**What is required**.
The answer should consist of every line in the material below that has the word "Clone".

══════

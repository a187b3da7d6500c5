use deepchat_core::config::Settings;
use deepchat_core::context::{DEFAULT_GREETING, DEFAULT_SYSTEM_INSTRUCTION};
use deepchat_core::*;
use tempfile::TempDir;

// ========================================================================
// Settings Tests (config/mod.rs)
// ========================================================================

#[test]
fn test_settings_default_values() {
    let settings = Settings::default();

    assert_eq!(settings.llm.base_url, "http://localhost:11434");
    assert_eq!(settings.llm.model, "deepseek-r1:latest");
    assert_eq!(settings.llm.models, vec!["deepseek-r1:latest"]);
    assert!((settings.llm.temperature - 0.3).abs() < f64::EPSILON);
    assert!(settings.llm.timeout_secs.is_none());

    assert_eq!(settings.chat.system_instruction, DEFAULT_SYSTEM_INSTRUCTION);
    assert_eq!(settings.chat.greeting, DEFAULT_GREETING);
    assert!(settings.chat.custom_instructions.is_none());

    assert_eq!(settings.ui.theme, "dark");
    assert!(settings.ui.show_sidebar);
}

#[test]
fn test_settings_save_and_reload_roundtrip() {
    let dir = TempDir::new().unwrap();
    let path = dir.path().join("config.toml");

    let mut settings = Settings::default();
    settings.select_model("qwen2.5-coder:7b");
    settings.llm.base_url = "http://gpu-box:11434".into();
    settings.chat.greeting = "Hello there.".into();
    settings.ui.theme = "sky".into();
    settings.save_to(&path).unwrap();

    let loaded = Settings::load_from(&path).unwrap();
    assert_eq!(loaded.llm.model, "qwen2.5-coder:7b");
    assert_eq!(loaded.llm.models.len(), 2);
    assert_eq!(loaded.llm.base_url, "http://gpu-box:11434");
    assert_eq!(loaded.chat.greeting, "Hello there.");
    assert_eq!(loaded.ui.theme, "sky");
}

#[test]
fn test_settings_missing_file_is_io_error() {
    let dir = TempDir::new().unwrap();
    let result = Settings::load_from(&dir.path().join("absent.toml"));
    assert!(matches!(result, Err(ChatError::Io(_))));
}

#[test]
fn test_settings_build_llm_client_uses_active_model() {
    let mut settings = Settings::default();
    settings.llm.base_url = "http://127.0.0.1:9999/".into();
    settings.llm.timeout_secs = Some(30);

    let client = settings.build_llm_client();
    assert_eq!(client.model(), "deepseek-r1:latest");
    assert_eq!(client.base_url(), "http://127.0.0.1:9999");
}

#[test]
fn test_session_from_settings_uses_greeting_and_instruction() {
    let mut settings = Settings::default();
    settings.chat.greeting = "Ready when you are.".into();
    settings.chat.custom_instructions = Some("Prefer iterators.".into());

    let session = ChatSession::from_settings(&settings);
    assert_eq!(session.log().all()[0].content(), "Ready when you are.");
    assert!(session.system_instruction().ends_with("Prefer iterators."));

    let chain = session.current_chain();
    assert_eq!(chain.templates()[0].kind, TemplateKind::System);
    assert_eq!(chain.templates()[0].text, session.system_instruction());
}

// ========================================================================
// ConversationLog Tests (context/history.rs)
// ========================================================================

#[test]
fn test_conversation_log_add_turns() {
    let mut log = ConversationLog::new();

    log.append(Turn::user("Hello")).unwrap();
    log.append(Turn::assistant("Hi there!")).unwrap();
    log.append(Turn::user("How are you?")).unwrap();

    let turns = log.all();
    assert_eq!(turns.len(), 4);
    assert_eq!(turns[0].content(), DEFAULT_GREETING);
    assert_eq!(turns[1].content(), "Hello");
    assert_eq!(turns[2].content(), "Hi there!");
    assert_eq!(turns[3].content(), "How are you?");
}

#[test]
fn test_conversation_log_roles() {
    let mut log = ConversationLog::with_greeting("Hi");
    log.append(Turn::user("Hello")).unwrap();

    let roles: Vec<Role> = log.iter().map(Turn::role).collect();
    assert_eq!(roles, vec![Role::Assistant, Role::User]);
}

#[test]
fn test_conversation_log_last_turn() {
    let mut log = ConversationLog::new();
    log.append(Turn::user("First")).unwrap();
    log.append(Turn::assistant("Second")).unwrap();

    let last = log.last().unwrap();
    assert_eq!(last.role(), Role::Assistant);
    assert_eq!(last.content(), "Second");
}

#[test]
fn test_conversation_log_iterates_by_reference() {
    let log = ConversationLog::with_greeting("Hi");
    let mut count = 0;
    for turn in &log {
        assert_eq!(turn.content(), "Hi");
        count += 1;
    }
    assert_eq!(count, 1);
}

// ========================================================================
// PromptChainBuilder Tests (context/builder.rs)
// ========================================================================

#[test]
fn test_chain_messages_follow_log() {
    let mut log = ConversationLog::with_greeting("Hi");
    log.append(Turn::user("What is a closure?")).unwrap();

    let messages = PromptChainBuilder::new("sys").build(&log).to_messages();
    assert_eq!(
        messages,
        vec![
            Message::system("sys"),
            Message::assistant("Hi"),
            Message::user("What is a closure?"),
        ]
    );
}

#[test]
fn test_system_prompt_builder_with_custom_instructions() {
    let prompt = SystemPromptBuilder::new()
        .with_custom_instructions("Always explain borrow errors.")
        .build();

    assert!(prompt.contains("expert AI coding assistant"));
    assert!(prompt.contains("Always explain borrow errors."));
}
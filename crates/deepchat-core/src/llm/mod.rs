mod traits;
mod ollama;

pub use traits::*;
pub use ollama::{LocalModel, OllamaClient, DEFAULT_BASE_URL, DEFAULT_MODEL, DEFAULT_TEMPERATURE};
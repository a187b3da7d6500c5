use crate::error::{ChatError, Result};
use crate::llm::Role;
use serde::Serialize;

pub const DEFAULT_GREETING: &str = "Hi! I'm DeepSeek. How can I help you code today? 💻";

/// One message in a conversation. Immutable once created.
#[derive(Debug, Clone, PartialEq, Eq, Serialize)]
pub struct Turn {
    role: Role,
    content: String,
}

impl Turn {
    pub fn new(role: Role, content: impl Into<String>) -> Self {
        Self {
            role,
            content: content.into(),
        }
    }

    pub fn user(content: impl Into<String>) -> Self {
        Self::new(Role::User, content)
    }

    pub fn assistant(content: impl Into<String>) -> Self {
        Self::new(Role::Assistant, content)
    }

    pub fn system(content: impl Into<String>) -> Self {
        Self::new(Role::System, content)
    }

    pub fn role(&self) -> Role {
        self.role
    }

    pub fn content(&self) -> &str {
        &self.content
    }
}

/// Append-only history of one chat session, oldest turn first.
///
/// A fresh log holds a single assistant greeting. Turns are never reordered or
/// edited; the only way to shrink the log is [`ConversationLog::clear`].
#[derive(Debug, Clone)]
pub struct ConversationLog {
    turns: Vec<Turn>,
}

impl ConversationLog {
    pub fn new() -> Self {
        Self::with_greeting(DEFAULT_GREETING)
    }

    pub fn with_greeting(greeting: impl Into<String>) -> Self {
        Self {
            turns: vec![Turn::assistant(greeting)],
        }
    }

    /// Add a turn at the end. User turns must carry non-blank content.
    pub fn append(&mut self, turn: Turn) -> Result<()> {
        if turn.role == Role::User && turn.content.trim().is_empty() {
            return Err(ChatError::EmptyInput);
        }
        self.turns.push(turn);
        Ok(())
    }

    pub fn all(&self) -> &[Turn] {
        &self.turns
    }

    pub fn iter(&self) -> std::slice::Iter<'_, Turn> {
        self.turns.iter()
    }

    pub fn clear(&mut self) {
        self.turns.clear();
    }

    pub fn len(&self) -> usize {
        self.turns.len()
    }

    pub fn is_empty(&self) -> bool {
        self.turns.is_empty()
    }

    pub fn last(&self) -> Option<&Turn> {
        self.turns.last()
    }

    pub fn estimate_tokens(&self) -> usize {
        self.turns.iter().map(|t| t.content.len() / 4).sum()
    }
}

impl Default for ConversationLog {
    fn default() -> Self {
        Self::new()
    }
}

impl<'a> IntoIterator for &'a ConversationLog {
    type Item = &'a Turn;
    type IntoIter = std::slice::Iter<'a, Turn>;

    fn into_iter(self) -> Self::IntoIter {
        self.turns.iter()
    }
}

══════

**Expected answer**.
#[derive(Debug, Clone, PartialEq, Eq, Serialize)]
#[derive(Debug, Clone)]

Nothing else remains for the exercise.